Nam folded the paper and placed it in his jacket pocket. "It will take three days. We will scrape the academic journals, the leaked internal memos of the BOK, and the dark corners of the institutional forums. If they exist, we will find them."
January 8, 2023. Mirue Partners. The War Room.
Three days later, Mr. Nam returned. He brought a heavy box filled with physical dossiers. "Digital footprints are too easy to scrub," Nam said, placing the box on the conference table. "These are hard copies. Personnel files. Leaked emails. Court transcripts."
Min-jun and Hong Ye-eun sat on one side. Nam stood on the other.
"We started with a pool of 500 candidates," Nam reported. "We filtered for 'Accuracy of Prediction' vs. 'Consensus'. That dropped it to 50. Then we filtered for 'Professional Penalties'. That left us with 12."
Min-jun opened the first file.
Candidate 1: Dr. Kim. Former Strategy Head at Samsung Economic Research Institute. Predicted the Semiconductor Supercycle of 2017. Status: Retired. Writing memoirs.
Support the author by searching for the original publication of this novel.
Min-jun tossed the file aside. "Too comfortable. He retired rich. He doesn't have hunger."
He opened the second file.
Candidate 2: Dr. Song Ji-hoon. Former Deputy Head of Monetary Policy, Bank of Korea. Incident: The "August Memo" of 2021.
Min-jun paused. He read the summary. In August 2021, when the Federal Reserve and the Bank of Korea were insisting that inflation was "Transitory" and caused by supply chain blips, Dr. Song wrote a dissent memo.
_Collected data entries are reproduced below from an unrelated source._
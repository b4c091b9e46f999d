//! Assembles the outbound payload for each action.
//!
//! Builders only read the [`RequestContext`] they are handed; the caller
//! snapshots source and configuration at trigger time, so a slow request is
//! never affected by later edits.

use thiserror::Error;

use playground_types::wire::{
    ClippyRequest, CompileRequest, EditionRequest, ExecuteRequest, SaveGistRequest,
};
use playground_types::{Action, Configuration};

use crate::heuristics::SourceFacts;

/// How the action was chosen.
#[derive(Debug, Clone, Copy, PartialEq, Eq)]
pub enum Origin {
    /// Resolved from the source by the auto selector.
    Auto,
    /// Picked by the user (a dedicated button, or a fixed primary selector).
    Explicit,
}

/// Everything a builder may read.
#[derive(Debug, Clone, Copy)]
pub struct RequestContext<'a> {
    pub code: &'a str,
    pub config: &'a Configuration,
    pub facts: &'a SourceFacts,
    pub origin: Origin,
}

/// A fully built request, tagged with the endpoint it goes to.
#[derive(Debug, Clone, PartialEq, Eq)]
pub enum Request {
    Execute(ExecuteRequest),
    Compile(CompileRequest),
    Format(EditionRequest),
    Clippy(ClippyRequest),
    Miri(EditionRequest),
    MacroExpansion(EditionRequest),
    LoadGist { id: String },
    SaveGist(SaveGistRequest),
}

impl Request {
    /// Path relative to the service root.
    #[must_use]
    pub fn path(&self) -> String {
        match self {
            Request::Execute(_) => "execute".to_string(),
            Request::Compile(_) => "compile".to_string(),
            Request::Format(_) => "format".to_string(),
            Request::Clippy(_) => "clippy".to_string(),
            Request::Miri(_) => "miri".to_string(),
            Request::MacroExpansion(_) => "macro-expansion".to_string(),
            Request::LoadGist { id } => format!("meta/gist/{id}"),
            Request::SaveGist(_) => "meta/gist".to_string(),
        }
    }
}

#[derive(Debug, Clone, PartialEq, Eq, Error)]
pub enum BuildError {
    #[error("loading a snippet requires its id")]
    MissingSnippetId,
}

/// Builds the request for `action`.
///
/// Snippet loads are addressed by id rather than by source; use
/// [`load_gist_request`] for those.
pub fn build_request(action: Action, ctx: &RequestContext<'_>) -> Result<Request, BuildError> {
    let request = match action {
        Action::Execute | Action::Compile | Action::Test => {
            Request::Execute(execute_request(action, ctx))
        }
        Action::ShowAssembly
        | Action::ShowLlvmIr
        | Action::ShowHir
        | Action::ShowMir
        | Action::ShowWasm => Request::Compile(compile_request(action, ctx)),
        Action::Format => Request::Format(edition_request(ctx)),
        Action::Lint => Request::Clippy(ClippyRequest {
            code: ctx.code.to_string(),
            edition: ctx.config.edition,
            crate_type: ctx.facts.crate_type().to_string(),
        }),
        Action::Interpret => Request::Miri(edition_request(ctx)),
        Action::ExpandMacros => Request::MacroExpansion(edition_request(ctx)),
        Action::SaveSnippet => Request::SaveGist(SaveGistRequest {
            code: ctx.code.to_string(),
        }),
        Action::LoadSnippet => return Err(BuildError::MissingSnippetId),
    };
    Ok(request)
}

#[must_use]
pub fn load_gist_request(id: impl Into<String>) -> Request {
    Request::LoadGist { id: id.into() }
}

/// Crate type and test flag for the `/execute` family.
///
/// Explicit picks are fixed shapes. Auto picks honour a declared crate type
/// and run tests exactly when the heuristics chose `test`.
fn execution_shape(action: Action, ctx: &RequestContext<'_>) -> (String, bool) {
    match ctx.origin {
        Origin::Explicit => match action {
            Action::Execute => ("bin".to_string(), false),
            Action::Test => ("lib".to_string(), true),
            _ => ("lib".to_string(), false),
        },
        Origin::Auto => {
            let crate_type = match ctx.facts.output_kind.as_deref() {
                Some(kind) => kind,
                None if action == Action::Execute => "bin",
                None => "lib",
            };
            (crate_type.to_string(), action == Action::Test)
        }
    }
}

fn execute_request(action: Action, ctx: &RequestContext<'_>) -> ExecuteRequest {
    let (crate_type, tests) = execution_shape(action, ctx);
    ExecuteRequest {
        channel: ctx.config.channel,
        mode: ctx.config.mode,
        edition: ctx.config.edition,
        crate_type,
        tests,
        code: ctx.code.to_string(),
        backtrace: ctx.config.backtrace_enabled(),
    }
}

fn compile_request(action: Action, ctx: &RequestContext<'_>) -> CompileRequest {
    let target = action
        .compile_target()
        .map(|target| target.as_str())
        .unwrap_or_default();
    CompileRequest {
        channel: ctx.config.channel,
        mode: ctx.config.mode,
        edition: ctx.config.edition,
        crate_type: ctx.facts.crate_type().to_string(),
        tests: ctx.facts.runs_as_test(),
        code: ctx.code.to_string(),
        backtrace: ctx.config.backtrace_enabled(),
        target: target.to_string(),
        assembly_flavor: ctx.config.assembly.flavor,
        demangle_assembly: ctx.config.assembly.demangle,
        process_assembly: ctx.config.assembly.process,
    }
}

fn edition_request(ctx: &RequestContext<'_>) -> EditionRequest {
    EditionRequest {
        code: ctx.code.to_string(),
        edition: ctx.config.edition,
    }
}
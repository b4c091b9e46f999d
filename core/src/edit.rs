//! Canned edits applied to the source buffer.

/// Buffer contents for a fresh session.
pub const DEFAULT_CODE: &str = "fn main() {\n    println!(\"Hello, world!\");\n}";

/// Appends the default `main` after the existing code.
#[must_use]
pub fn add_main_function(code: &str) -> String {
    format!("{code}\n\n{DEFAULT_CODE}")
}

#[must_use]
pub fn add_import(code: &str, import: &str) -> String {
    format!("{import}{code}")
}

/// Prepends `#![feature(<name>)]`.
#[must_use]
pub fn enable_feature_gate(code: &str, feature: &str) -> String {
    format!("#![feature({feature})]\n{code}")
}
He argued that the labor supply had structurally shrunk, deglobalization was inflationary, and that rates needed to go to 5% immediately to prevent a wage-price spiral. The BOK Governor suppressed the memo. Song leaked it anonymously to a blog. He was tracked down and fired for "Breach of Confidentiality."
"Where is he now?" Min-jun asked.
"Cheongju University," Nam said. "Teaching 'Intro to Macroeconomics' to freshmen. He lives in a studio apartment. His wife divorced him after he lost his pension."
"He was right," Ye-eun noted, looking at the inflation charts of 2022. "He called the top when everyone was buying bonds."
"And he paid for it," Min-jun smiled. "Keep him. He's the Economist."
They moved to the next pile. Geopolitics.
Nam pulled out a file marked "Level 2 Security Clearance - Revoked."
Candidate 3: Park Min-seok. Former Analyst, National Intelligence Service (NIS) - China Desk. Specialty: Taiwan Strait Logistics & Rare Earth Supply Chains.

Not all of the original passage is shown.